In principle, anyone can replace a LED tube. In case of products based on the Retro-Fit installation approach, LED tubes contain all the electronics required, which means that in the event of LED tube failure, replacement or even fluorescent tube reinstallation is simple.

=== Electricity consumption ===

As compared to T8 fluorescent lamp technology, LED tubes can reduce electricity consumption by more than 50%. Installation and maintenance cost savings can also be expected, since the service life of LED tubes is typically 3-5 times longer than that of fluorescent lamps.

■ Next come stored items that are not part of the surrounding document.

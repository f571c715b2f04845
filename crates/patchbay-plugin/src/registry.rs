// SPDX-FileCopyrightText: 2026 Patchbay Contributors
// SPDX-License-Identifier: MIT OR Apache-2.0

//! Aggregated view of the plugins enabled by one configuration snapshot.
//!
//! The `PluginRegistry` merges patches, hooks and template roots contributed
//! by every enabled plugin. It is immutable once built; a different
//! configuration needs a new registry (see [`RegistryCache`](crate::cache::RegistryCache)).

use std::collections::{BTreeMap, HashMap, HashSet};
use std::path::{Path, PathBuf};

use patchbay_config::Config;
use patchbay_core::{PatchbayError, PluginCommand};
use tracing::debug;

use crate::catalog::PluginCatalog;
use crate::descriptor::PluginDescriptor;

/// Enabled-plugin aggregation for one configuration snapshot.
#[derive(Debug, Clone)]
pub struct PluginRegistry {
    config: Config,
    enabled: Vec<PluginDescriptor>,
    /// patch name -> plugin name -> content; inner map keeps plugin names sorted.
    patches: HashMap<String, BTreeMap<String, String>>,
    /// hook name -> (plugin name, services) in discovery order.
    hooks: HashMap<String, Vec<(String, Vec<String>)>>,
    template_roots: Vec<(String, PathBuf)>,
}

impl PluginRegistry {
    /// Build the registry for `config`.
    ///
    /// The configuration is deep-copied so later in-place mutation of the
    /// caller's value does not alter what this registry was built from.
    /// Either every enabled plugin is aggregated or the first discovery error
    /// is returned.
    pub fn build(catalog: &PluginCatalog, config: &Config) -> Result<Self, PatchbayError> {
        let config = config.clone();
        let wanted: HashSet<String> = config
            .enabled_plugins()?
            .into_iter()
            .map(str::to_string)
            .collect();

        let mut registry = Self {
            config,
            enabled: Vec::new(),
            patches: HashMap::new(),
            hooks: HashMap::new(),
            template_roots: Vec::new(),
        };

        for item in catalog.iter_installed() {
            let descriptor = item?;
            if wanted.contains(descriptor.name()) {
                registry.add(descriptor);
            }
        }

        debug!(
            enabled = registry.enabled.len(),
            patches = registry.patches.len(),
            hooks = registry.hooks.len(),
            "plugin registry built"
        );
        Ok(registry)
    }

    fn add(&mut self, descriptor: PluginDescriptor) {
        let plugin = descriptor.name().to_string();

        for (patch_name, content) in descriptor.patches() {
            self.patches
                .entry(patch_name.clone())
                .or_default()
                .insert(plugin.clone(), content.clone());
        }

        for (hook_name, services) in descriptor.hooks() {
            self.hooks
                .entry(hook_name.clone())
                .or_default()
                .push((plugin.clone(), services.clone()));
        }

        if let Some(root) = descriptor.templates_root()
            && !root.as_os_str().is_empty()
        {
            self.template_roots.push((plugin, root.to_path_buf()));
        }

        self.enabled.push(descriptor);
    }

    /// The configuration snapshot this registry was built from.
    pub fn config(&self) -> &Config {
        &self.config
    }

    /// Enabled plugins, in discovery order.
    pub fn iter_enabled(&self) -> impl Iterator<Item = &PluginDescriptor> {
        self.enabled.iter()
    }

    /// `(plugin, content)` pairs for `patch_name`, sorted by plugin name.
    ///
    /// Template rendering relies on this order for deterministic output when
    /// several plugins patch the same extension point.
    pub fn iter_patches<'a>(
        &'a self,
        patch_name: &str,
    ) -> impl Iterator<Item = (&'a str, &'a str)> + use<'a> {
        self.patches
            .get(patch_name)
            .into_iter()
            .flat_map(|by_plugin| by_plugin.iter().map(|(p, c)| (p.as_str(), c.as_str())))
    }

    /// Concatenate every contribution to `patch_name`, joined by `separator`.
    pub fn render_patch(&self, patch_name: &str, separator: &str) -> String {
        self.iter_patches(patch_name)
            .map(|(_, content)| content)
            .collect::<Vec<_>>()
            .join(separator)
    }

    /// `(plugin, services)` pairs for `hook_name`, in discovery order.
    pub fn iter_hooks<'a>(
        &'a self,
        hook_name: &str,
    ) -> impl Iterator<Item = (&'a str, &'a [String])> + use<'a> {
        self.hooks
            .get(hook_name)
            .into_iter()
            .flat_map(|entries| entries.iter().map(|(p, s)| (p.as_str(), s.as_slice())))
    }

    /// `(plugin, templates root)` pairs, in discovery order.
    pub fn iter_template_roots(&self) -> impl Iterator<Item = (&str, &Path)> {
        self.template_roots
            .iter()
            .map(|(plugin, root)| (plugin.as_str(), root.as_path()))
    }

    /// `(plugin, command)` pairs for enabled plugins that contribute one.
    pub fn iter_commands(&self) -> impl Iterator<Item = (&str, &PluginCommand)> {
        self.enabled
            .iter()
            .filter_map(|d| d.command().map(|command| (d.name(), command)))
    }

    /// Names of every patch with at least one contribution, sorted.
    pub fn patch_names(&self) -> Vec<&str> {
        let mut names: Vec<&str> = self.patches.keys().map(String::as_str).collect();
        names.sort_unstable();
        names
    }

    /// Names of every hook with at least one contribution, sorted.
    pub fn hook_names(&self) -> Vec<&str> {
        let mut names: Vec<&str> = self.hooks.keys().map(String::as_str).collect();
        names.sort_unstable();
        names
    }

    pub fn len(&self) -> usize {
        self.enabled.len()
    }

    pub fn is_empty(&self) -> bool {
        self.enabled.is_empty()
    }
}
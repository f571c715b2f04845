// SPDX-FileCopyrightText: 2026 Patchbay Contributors
// SPDX-License-Identifier: MIT OR Apache-2.0

//! Normalized, immutable view of one installed plugin.
//!
//! A `PluginDescriptor` is built once from a loaded [`PluginObject`]. Every
//! lazy attribute is resolved during construction and never re-invoked.

use std::path::{Path, PathBuf};

use patchbay_core::{
    ConfigMap, HookMap, PatchMap, PatchbayError, PluginCommand, PluginConfig, PluginObject,
    PluginOrigin,
};
use tracing::debug;

/// Everything one plugin contributes, independent of how it was discovered.
#[derive(Debug, Clone)]
pub struct PluginDescriptor {
    name: String,
    version: Option<String>,
    origin: PluginOrigin,
    config: PluginConfig,
    patches: PatchMap,
    hooks: HookMap,
    templates_root: Option<PathBuf>,
    command: Option<PluginCommand>,
}

impl PluginDescriptor {
    /// Build a descriptor from a loaded plugin object.
    ///
    /// Absent attributes become empty mappings (or no templates root), and an
    /// absent version stays absent. Lazy attributes are invoked here, exactly
    /// once; a failing producer is reported as a [`PatchbayError::ModuleLoad`]
    /// against `name`.
    pub fn from_object(
        name: impl Into<String>,
        version: Option<String>,
        origin: PluginOrigin,
        object: &dyn PluginObject,
    ) -> Result<Self, PatchbayError> {
        let name = name.into();

        let config = resolve(&name, object.config())?.unwrap_or_default();
        let patches = resolve(&name, object.patches())?.unwrap_or_default();
        let hooks = resolve(&name, object.hooks())?.unwrap_or_default();
        let templates_root = resolve(&name, object.templates())?;
        let command = object.command();

        debug!(
            plugin = %name,
            %origin,
            patches = patches.len(),
            hooks = hooks.len(),
            "plugin descriptor resolved"
        );

        Ok(Self {
            name,
            version,
            origin,
            config,
            patches,
            hooks,
            templates_root,
            command,
        })
    }

    pub fn name(&self) -> &str {
        &self.name
    }

    /// Informational version string (distribution or module version).
    pub fn version(&self) -> Option<&str> {
        self.version.as_deref()
    }

    pub fn origin(&self) -> PluginOrigin {
        self.origin
    }

    /// Namespaced configuration key: the upper-cased plugin name, an
    /// underscore, then `key`.
    pub fn config_key(&self, key: &str) -> String {
        config_key(&self.name, key)
    }

    pub fn config(&self) -> &PluginConfig {
        &self.config
    }

    pub fn config_add(&self) -> &ConfigMap {
        &self.config.add
    }

    pub fn config_set(&self) -> &ConfigMap {
        &self.config.set
    }

    pub fn config_defaults(&self) -> &ConfigMap {
        &self.config.defaults
    }

    pub fn patches(&self) -> &PatchMap {
        &self.patches
    }

    pub fn hooks(&self) -> &HookMap {
        &self.hooks
    }

    pub fn templates_root(&self) -> Option<&Path> {
        self.templates_root.as_deref()
    }

    pub fn command(&self) -> Option<&PluginCommand> {
        self.command.as_ref()
    }
}

/// Namespaced configuration key for `plugin_name`.
pub fn config_key(plugin_name: &str, key: &str) -> String {
    format!("{}_{}", plugin_name.to_uppercase(), key)
}

fn resolve<T>(
    name: &str,
    attr: Option<patchbay_core::Attr<T>>,
) -> Result<Option<T>, PatchbayError> {
    attr.map(|a| a.resolve())
        .transpose()
        .map_err(|e| match e {
            err @ PatchbayError::ModuleLoad { .. } => err,
            other => PatchbayError::module_load(name, other),
        })
}

#[cfg(test)]
mod tests {
    use super::*;
    use patchbay_core::{Attr, ConfigValue};
    use std::sync::Arc;
    use std::sync::atomic::{AtomicUsize, Ordering};

    struct Minimal;
    impl PluginObject for Minimal {}

    struct Full {
        calls: Arc<AtomicUsize>,
    }

    impl PluginObject for Full {
        fn config(&self) -> Option<Attr<PluginConfig>> {
            let mut config = PluginConfig::default();
            config.add.insert("SECRET".into(), "s3cr3t".into());
            config.defaults.insert("HOST".into(), "localhost".into());
            Some(config.into())
        }

        fn patches(&self) -> Option<Attr<PatchMap>> {
            let calls = self.calls.clone();
            Some(Attr::lazy(move || {
                calls.fetch_add(1, Ordering::SeqCst);
                Ok(PatchMap::from([("p1".to_string(), "content".to_string())]))
            }))
        }

        fn hooks(&self) -> Option<Attr<HookMap>> {
            let services = vec!["mysql".to_string(), "lms".to_string()];
            Some(HookMap::from([("init".to_string(), services)]).into())
        }

        fn templates(&self) -> Option<Attr<PathBuf>> {
            Some(PathBuf::from("/opt/full/templates").into())
        }

        fn command(&self) -> Option<PluginCommand> {
            Some(PluginCommand::new("full plugin", |_| Ok(())))
        }
    }

    #[test]
    fn minimal_plugin_gets_empty_contributions() {
        let desc =
            PluginDescriptor::from_object("minimal", None, PluginOrigin::Entrypoint, &Minimal)
                .unwrap();
        assert_eq!(desc.name(), "minimal");
        assert_eq!(desc.version(), None);
        assert!(desc.config().is_empty());
        assert!(desc.patches().is_empty());
        assert!(desc.hooks().is_empty());
        assert!(desc.templates_root().is_none());
        assert!(desc.command().is_none());
    }

    #[test]
    fn full_plugin_resolves_every_attribute_once() {
        let calls = Arc::new(AtomicUsize::new(0));
        let plugin = Full {
            calls: calls.clone(),
        };
        let desc = PluginDescriptor::from_object(
            "full",
            Some("2.0.0".to_string()),
            PluginOrigin::Official,
            &plugin,
        )
        .unwrap();
        assert_eq!(desc.version(), Some("2.0.0"));

        assert_eq!(
            desc.patches().get("p1").map(String::as_str),
            Some("content")
        );
        assert_eq!(desc.hooks()["init"], vec!["mysql", "lms"]);
        assert_eq!(
            desc.config_add().get("SECRET"),
            Some(&ConfigValue::from("s3cr3t"))
        );
        assert_eq!(
            desc.config_defaults().get("HOST"),
            Some(&ConfigValue::from("localhost"))
        );
        assert!(desc.config_set().is_empty());
        assert_eq!(
            desc.templates_root(),
            Some(Path::new("/opt/full/templates"))
        );
        assert_eq!(desc.command().map(|c| c.about()), Some("full plugin"));

        // Reading the descriptor again never re-invokes the producer.
        let _ = desc.patches();
        let _ = desc.clone().patches();
        assert_eq!(calls.load(Ordering::SeqCst), 1);
    }

    #[test]
    fn failing_lazy_attribute_is_module_load_error() {
        struct Broken;
        impl PluginObject for Broken {
            fn hooks(&self) -> Option<Attr<HookMap>> {
                Some(Attr::lazy(|| Err(PatchbayError::Internal("disk gone".into()))))
            }
        }

        let err = PluginDescriptor::from_object("broken", None, PluginOrigin::Entrypoint, &Broken)
            .unwrap_err();
        assert!(matches!(err, PatchbayError::ModuleLoad { ref module, .. } if module == "broken"));
        assert!(err.to_string().contains("disk gone"));
    }

    #[test]
    fn config_key_uppercases_plugin_name() {
        let desc =
            PluginDescriptor::from_object("myPlugin", None, PluginOrigin::Entrypoint, &Minimal)
                .unwrap();
        assert_eq!(desc.config_key("HOST"), "MYPLUGIN_HOST");
        assert_eq!(config_key("mfe", "DOCKER_IMAGE"), "MFE_DOCKER_IMAGE");
    }
}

LED tubes constitute an excellent choice for cold room lighting, since the reduced heat generation allows additional savings through reduced refrigeration-related energy consumption.

=== Recyclability ===

At the end of their life cycle, LED tubes must be disposed of as recyclable waste electrical and electronic equipment, and the product manufacturer/importer is required to take care of recycling arrangement. In most cases, recycling service arrangement is outsourced to a nationwide operator and collection points are available at most localities. Manufacturer/importer-specific differences are possible in the arrangements.
As opposed to fluorescent lamps, mercury or heavy metals are generally not used in LED tubes.

=== Service life ===

The service life of LED tubes depends on the mechanical design, quality of LED components, implemented heat management, and quality of other electronic components used. According to the manufacturers, in favourable conditions, the service life of LED components can be up to 100,000…300,000 hours. In case of many LED tubes available on the market, the actual service life is shorter, due to the poor quality of electronic components used. In addition to product design, materials used, and assembly, the service life also significantly depends on the operating temperature and usage periods. If a LED tube is allowed to cool between usage periods, this is likely to have a positive effect on the service life. The service life is also longer in cold rooms, whereas in case of higher temperatures, the LED components lose their illumination efficiency faster and the electronics failure rate increases. Of course, the manufacturers have been unable to conduct absolute service life tests so far, since testing the products continuously for 100,000 hours would take more than 11 years.

== Challenges ==

LED tubes are among the first LED lamp types for which an international harmonized standard has been established (IEC/EN 62776). The International Electrotechnical Commission (IEC) completed the standardisation process on 11 December 2014. The standardisation process created the preconditions for the manufacture of LED tubes compatible with traditional T8 fluorescent lamps. The standard also defines the properties of LED tubes, in order to ensure mutual compatibility and user safety. However, non-compliant LED tube products are still available on the market, in the case of which insufficient attention has been paid to safety. For example, the installation-related electric shock hazard addressed earlier by TUKES (The Finnish Safety and Chemicals Agency) still exists in case of some products on the market. The CE marking does not guarantee safety.